◆ **Task to carry out**
Your task is to find every line in the records that holds the string "continue" and copy it.

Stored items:
☆ ☆ ☆ ☆ ☆
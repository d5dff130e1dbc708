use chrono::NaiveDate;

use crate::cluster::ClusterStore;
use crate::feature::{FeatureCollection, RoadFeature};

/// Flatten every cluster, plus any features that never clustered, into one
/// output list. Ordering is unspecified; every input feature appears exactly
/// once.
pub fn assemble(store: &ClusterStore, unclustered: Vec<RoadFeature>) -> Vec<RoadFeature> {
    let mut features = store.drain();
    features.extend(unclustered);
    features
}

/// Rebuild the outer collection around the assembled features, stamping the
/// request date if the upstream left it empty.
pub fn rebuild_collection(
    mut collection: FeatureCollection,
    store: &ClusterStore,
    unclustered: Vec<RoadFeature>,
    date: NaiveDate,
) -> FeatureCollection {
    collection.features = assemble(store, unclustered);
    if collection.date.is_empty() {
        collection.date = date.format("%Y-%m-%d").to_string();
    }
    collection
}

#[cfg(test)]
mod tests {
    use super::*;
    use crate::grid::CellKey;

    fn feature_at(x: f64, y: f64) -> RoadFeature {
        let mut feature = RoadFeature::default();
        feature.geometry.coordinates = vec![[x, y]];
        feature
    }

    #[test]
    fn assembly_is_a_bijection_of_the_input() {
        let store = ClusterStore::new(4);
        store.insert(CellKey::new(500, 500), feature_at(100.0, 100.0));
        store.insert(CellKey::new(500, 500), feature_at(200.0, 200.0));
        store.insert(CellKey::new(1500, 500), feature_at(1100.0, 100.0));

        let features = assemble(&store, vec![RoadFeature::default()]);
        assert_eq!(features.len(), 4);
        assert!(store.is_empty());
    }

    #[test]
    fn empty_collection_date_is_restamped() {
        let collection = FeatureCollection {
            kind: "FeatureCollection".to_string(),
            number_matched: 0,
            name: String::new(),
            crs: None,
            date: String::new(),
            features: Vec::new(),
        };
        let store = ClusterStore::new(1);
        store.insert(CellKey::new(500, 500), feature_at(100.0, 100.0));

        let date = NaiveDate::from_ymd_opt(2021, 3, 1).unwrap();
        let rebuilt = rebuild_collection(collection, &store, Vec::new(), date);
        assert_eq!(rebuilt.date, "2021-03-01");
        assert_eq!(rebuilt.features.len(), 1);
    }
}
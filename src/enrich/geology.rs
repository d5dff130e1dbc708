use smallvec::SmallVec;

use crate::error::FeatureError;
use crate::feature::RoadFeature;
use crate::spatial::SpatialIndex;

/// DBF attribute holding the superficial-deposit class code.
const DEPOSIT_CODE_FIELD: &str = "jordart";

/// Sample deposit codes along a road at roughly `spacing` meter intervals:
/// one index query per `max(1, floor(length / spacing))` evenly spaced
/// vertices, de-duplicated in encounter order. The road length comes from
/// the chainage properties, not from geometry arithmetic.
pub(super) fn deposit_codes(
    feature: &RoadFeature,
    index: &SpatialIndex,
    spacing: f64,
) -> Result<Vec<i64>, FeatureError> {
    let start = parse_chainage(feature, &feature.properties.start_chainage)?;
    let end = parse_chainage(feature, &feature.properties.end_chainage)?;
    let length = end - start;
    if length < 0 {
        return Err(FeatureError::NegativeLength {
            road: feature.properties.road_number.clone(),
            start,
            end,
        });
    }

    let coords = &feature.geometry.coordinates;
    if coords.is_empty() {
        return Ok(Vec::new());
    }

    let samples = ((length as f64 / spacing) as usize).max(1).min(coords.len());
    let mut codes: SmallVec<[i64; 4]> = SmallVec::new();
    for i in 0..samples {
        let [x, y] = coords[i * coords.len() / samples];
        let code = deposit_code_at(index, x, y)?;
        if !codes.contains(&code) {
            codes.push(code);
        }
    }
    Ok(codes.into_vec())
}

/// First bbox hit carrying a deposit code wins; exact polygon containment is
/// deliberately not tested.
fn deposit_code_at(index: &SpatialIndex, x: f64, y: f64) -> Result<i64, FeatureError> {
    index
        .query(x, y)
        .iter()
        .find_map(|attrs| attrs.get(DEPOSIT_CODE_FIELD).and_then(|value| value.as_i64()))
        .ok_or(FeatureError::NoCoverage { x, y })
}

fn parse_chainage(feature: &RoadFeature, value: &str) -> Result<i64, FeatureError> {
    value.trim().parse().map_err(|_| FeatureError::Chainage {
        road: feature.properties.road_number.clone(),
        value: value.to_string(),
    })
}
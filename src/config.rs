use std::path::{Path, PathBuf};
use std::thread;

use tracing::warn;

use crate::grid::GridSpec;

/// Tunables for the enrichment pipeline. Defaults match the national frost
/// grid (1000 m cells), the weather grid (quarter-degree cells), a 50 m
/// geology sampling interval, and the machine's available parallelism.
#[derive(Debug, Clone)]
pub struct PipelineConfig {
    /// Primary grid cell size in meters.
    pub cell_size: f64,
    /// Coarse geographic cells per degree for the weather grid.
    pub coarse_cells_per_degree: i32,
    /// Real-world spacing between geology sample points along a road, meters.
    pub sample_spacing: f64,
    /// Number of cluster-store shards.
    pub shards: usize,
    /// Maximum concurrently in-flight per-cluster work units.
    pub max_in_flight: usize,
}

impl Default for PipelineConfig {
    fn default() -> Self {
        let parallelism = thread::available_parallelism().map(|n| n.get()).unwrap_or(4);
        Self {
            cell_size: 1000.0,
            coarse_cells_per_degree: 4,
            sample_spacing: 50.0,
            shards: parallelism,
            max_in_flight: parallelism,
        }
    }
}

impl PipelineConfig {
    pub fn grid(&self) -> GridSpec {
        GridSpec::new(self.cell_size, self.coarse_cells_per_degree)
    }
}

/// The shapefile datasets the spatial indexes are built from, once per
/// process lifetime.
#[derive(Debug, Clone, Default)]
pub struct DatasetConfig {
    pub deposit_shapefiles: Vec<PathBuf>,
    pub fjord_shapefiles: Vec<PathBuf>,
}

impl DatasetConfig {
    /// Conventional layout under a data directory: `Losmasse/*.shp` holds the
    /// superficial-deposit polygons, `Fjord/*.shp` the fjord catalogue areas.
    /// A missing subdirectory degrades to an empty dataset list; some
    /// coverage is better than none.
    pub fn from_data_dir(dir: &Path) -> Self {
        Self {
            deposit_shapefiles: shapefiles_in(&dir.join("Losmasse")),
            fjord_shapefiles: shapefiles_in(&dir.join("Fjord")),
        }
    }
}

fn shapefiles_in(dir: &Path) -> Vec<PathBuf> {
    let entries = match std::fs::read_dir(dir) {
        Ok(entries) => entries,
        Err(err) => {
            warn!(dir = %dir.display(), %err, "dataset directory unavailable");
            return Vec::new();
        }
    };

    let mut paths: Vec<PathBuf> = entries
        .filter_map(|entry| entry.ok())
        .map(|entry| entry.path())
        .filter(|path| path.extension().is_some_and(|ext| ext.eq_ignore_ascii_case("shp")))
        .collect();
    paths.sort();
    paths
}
☆ ☆ ☆ ☆ ☆
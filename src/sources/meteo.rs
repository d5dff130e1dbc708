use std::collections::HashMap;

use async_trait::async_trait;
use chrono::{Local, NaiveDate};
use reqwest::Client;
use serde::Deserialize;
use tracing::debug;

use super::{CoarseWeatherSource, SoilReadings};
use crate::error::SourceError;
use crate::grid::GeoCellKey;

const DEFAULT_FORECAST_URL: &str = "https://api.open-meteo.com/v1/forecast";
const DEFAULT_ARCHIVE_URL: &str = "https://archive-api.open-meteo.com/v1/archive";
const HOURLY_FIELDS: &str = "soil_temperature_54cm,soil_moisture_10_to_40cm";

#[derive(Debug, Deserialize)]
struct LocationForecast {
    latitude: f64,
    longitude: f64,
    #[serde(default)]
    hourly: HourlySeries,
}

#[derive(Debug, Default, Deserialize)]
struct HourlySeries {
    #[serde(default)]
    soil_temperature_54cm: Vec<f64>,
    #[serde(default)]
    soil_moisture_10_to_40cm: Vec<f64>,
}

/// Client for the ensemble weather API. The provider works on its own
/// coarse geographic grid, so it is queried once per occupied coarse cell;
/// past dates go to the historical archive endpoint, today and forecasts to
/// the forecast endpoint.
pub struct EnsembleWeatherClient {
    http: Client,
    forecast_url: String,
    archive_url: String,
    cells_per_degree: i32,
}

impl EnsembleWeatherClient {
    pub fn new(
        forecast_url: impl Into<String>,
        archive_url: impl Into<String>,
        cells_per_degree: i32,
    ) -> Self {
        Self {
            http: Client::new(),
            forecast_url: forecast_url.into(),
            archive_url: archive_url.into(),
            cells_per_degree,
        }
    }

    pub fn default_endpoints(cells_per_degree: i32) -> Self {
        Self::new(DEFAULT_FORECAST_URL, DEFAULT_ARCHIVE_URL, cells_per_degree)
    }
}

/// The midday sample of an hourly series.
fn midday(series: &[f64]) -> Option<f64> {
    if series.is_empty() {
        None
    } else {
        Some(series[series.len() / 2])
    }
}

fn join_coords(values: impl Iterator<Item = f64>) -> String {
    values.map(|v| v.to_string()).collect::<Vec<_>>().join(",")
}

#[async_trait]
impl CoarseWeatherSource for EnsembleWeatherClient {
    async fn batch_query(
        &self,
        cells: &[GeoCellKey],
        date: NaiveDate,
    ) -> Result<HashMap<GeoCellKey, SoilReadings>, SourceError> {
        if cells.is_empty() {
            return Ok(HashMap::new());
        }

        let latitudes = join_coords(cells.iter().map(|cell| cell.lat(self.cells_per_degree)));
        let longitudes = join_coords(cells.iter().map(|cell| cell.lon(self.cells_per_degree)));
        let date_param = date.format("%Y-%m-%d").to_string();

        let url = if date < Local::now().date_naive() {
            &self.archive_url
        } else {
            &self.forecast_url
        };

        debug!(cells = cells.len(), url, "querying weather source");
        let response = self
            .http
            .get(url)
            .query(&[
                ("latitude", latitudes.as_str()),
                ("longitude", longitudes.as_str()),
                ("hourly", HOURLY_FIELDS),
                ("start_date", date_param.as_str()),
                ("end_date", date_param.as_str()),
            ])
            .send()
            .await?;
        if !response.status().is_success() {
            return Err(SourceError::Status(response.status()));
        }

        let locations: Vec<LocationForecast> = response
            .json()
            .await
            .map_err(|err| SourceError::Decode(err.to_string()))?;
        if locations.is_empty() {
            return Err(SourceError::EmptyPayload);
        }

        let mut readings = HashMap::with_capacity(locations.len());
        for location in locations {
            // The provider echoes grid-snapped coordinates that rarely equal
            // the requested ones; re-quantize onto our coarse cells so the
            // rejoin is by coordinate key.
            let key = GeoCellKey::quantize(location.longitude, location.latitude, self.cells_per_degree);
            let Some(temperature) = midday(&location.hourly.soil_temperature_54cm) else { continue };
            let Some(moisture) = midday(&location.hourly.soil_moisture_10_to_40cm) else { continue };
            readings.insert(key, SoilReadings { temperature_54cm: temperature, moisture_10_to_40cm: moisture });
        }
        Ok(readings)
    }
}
☆ ☆ ☆ ☆ ☆
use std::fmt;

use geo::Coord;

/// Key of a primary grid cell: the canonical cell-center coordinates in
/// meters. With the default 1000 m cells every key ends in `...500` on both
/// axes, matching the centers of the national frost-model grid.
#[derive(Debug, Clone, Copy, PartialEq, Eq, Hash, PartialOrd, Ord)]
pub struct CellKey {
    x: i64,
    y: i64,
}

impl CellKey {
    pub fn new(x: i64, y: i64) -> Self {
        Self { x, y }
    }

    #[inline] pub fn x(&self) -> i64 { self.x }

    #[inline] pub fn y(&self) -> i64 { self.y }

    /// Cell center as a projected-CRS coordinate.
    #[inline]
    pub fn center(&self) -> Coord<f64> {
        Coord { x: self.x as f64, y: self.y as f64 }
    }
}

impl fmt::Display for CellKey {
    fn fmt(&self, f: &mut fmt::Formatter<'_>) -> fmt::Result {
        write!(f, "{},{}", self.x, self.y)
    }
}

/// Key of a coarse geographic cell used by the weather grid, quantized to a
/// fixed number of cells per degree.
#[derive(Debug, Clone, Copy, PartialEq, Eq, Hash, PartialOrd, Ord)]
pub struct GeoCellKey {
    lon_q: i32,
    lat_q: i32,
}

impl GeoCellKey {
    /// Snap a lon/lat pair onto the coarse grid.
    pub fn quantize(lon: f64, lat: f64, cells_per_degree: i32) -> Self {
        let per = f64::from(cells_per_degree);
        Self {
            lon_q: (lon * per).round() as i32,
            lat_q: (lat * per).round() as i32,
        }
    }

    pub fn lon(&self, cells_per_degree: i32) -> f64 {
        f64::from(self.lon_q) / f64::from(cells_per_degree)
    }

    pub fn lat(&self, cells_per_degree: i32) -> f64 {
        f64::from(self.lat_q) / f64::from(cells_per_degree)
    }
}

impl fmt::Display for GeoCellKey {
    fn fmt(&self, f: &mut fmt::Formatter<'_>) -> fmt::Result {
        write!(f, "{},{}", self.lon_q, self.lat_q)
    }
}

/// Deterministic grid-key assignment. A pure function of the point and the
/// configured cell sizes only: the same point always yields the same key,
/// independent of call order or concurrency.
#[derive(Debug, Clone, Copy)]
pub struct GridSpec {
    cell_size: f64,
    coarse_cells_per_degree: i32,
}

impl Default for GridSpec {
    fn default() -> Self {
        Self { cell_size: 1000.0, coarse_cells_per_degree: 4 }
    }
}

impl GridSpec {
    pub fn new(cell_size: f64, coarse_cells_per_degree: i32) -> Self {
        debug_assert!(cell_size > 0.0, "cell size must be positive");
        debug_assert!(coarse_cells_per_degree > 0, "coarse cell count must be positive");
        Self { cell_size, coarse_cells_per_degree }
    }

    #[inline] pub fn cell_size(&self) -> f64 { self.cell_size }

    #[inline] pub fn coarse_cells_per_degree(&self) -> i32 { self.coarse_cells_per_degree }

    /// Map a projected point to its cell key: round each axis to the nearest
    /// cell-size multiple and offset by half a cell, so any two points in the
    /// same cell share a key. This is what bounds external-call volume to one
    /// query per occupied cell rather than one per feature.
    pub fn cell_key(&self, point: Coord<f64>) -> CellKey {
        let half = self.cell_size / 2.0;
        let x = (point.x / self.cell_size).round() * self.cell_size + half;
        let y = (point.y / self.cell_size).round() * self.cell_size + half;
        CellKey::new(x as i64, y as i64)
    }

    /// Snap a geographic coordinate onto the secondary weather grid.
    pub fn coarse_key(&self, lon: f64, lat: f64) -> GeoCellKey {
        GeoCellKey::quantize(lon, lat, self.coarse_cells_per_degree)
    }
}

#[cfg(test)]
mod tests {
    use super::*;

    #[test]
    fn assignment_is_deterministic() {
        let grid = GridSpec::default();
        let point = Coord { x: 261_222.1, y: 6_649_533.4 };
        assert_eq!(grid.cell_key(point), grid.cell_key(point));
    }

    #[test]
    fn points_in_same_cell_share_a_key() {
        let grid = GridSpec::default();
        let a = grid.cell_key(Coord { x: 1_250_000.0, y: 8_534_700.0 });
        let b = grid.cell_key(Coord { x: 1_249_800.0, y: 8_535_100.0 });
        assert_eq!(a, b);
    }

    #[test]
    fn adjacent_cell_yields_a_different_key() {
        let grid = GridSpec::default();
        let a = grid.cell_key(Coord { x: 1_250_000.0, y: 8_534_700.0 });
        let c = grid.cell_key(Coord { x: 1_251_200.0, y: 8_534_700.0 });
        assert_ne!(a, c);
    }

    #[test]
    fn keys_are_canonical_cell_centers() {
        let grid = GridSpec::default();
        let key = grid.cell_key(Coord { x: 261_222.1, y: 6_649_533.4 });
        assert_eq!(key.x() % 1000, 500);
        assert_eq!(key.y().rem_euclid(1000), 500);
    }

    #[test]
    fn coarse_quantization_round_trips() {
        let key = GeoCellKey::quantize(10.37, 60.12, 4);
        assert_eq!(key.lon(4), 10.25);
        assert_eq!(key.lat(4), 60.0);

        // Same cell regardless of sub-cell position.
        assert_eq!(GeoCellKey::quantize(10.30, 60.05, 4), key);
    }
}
☆ ☆ ☆ ☆ ☆
◆ **Exercise answer**
            let Some(temperature) = midday(&location.hourly.soil_temperature_54cm) else { continue };
            let Some(moisture) = midday(&location.hourly.soil_moisture_10_to_40cm) else { continue };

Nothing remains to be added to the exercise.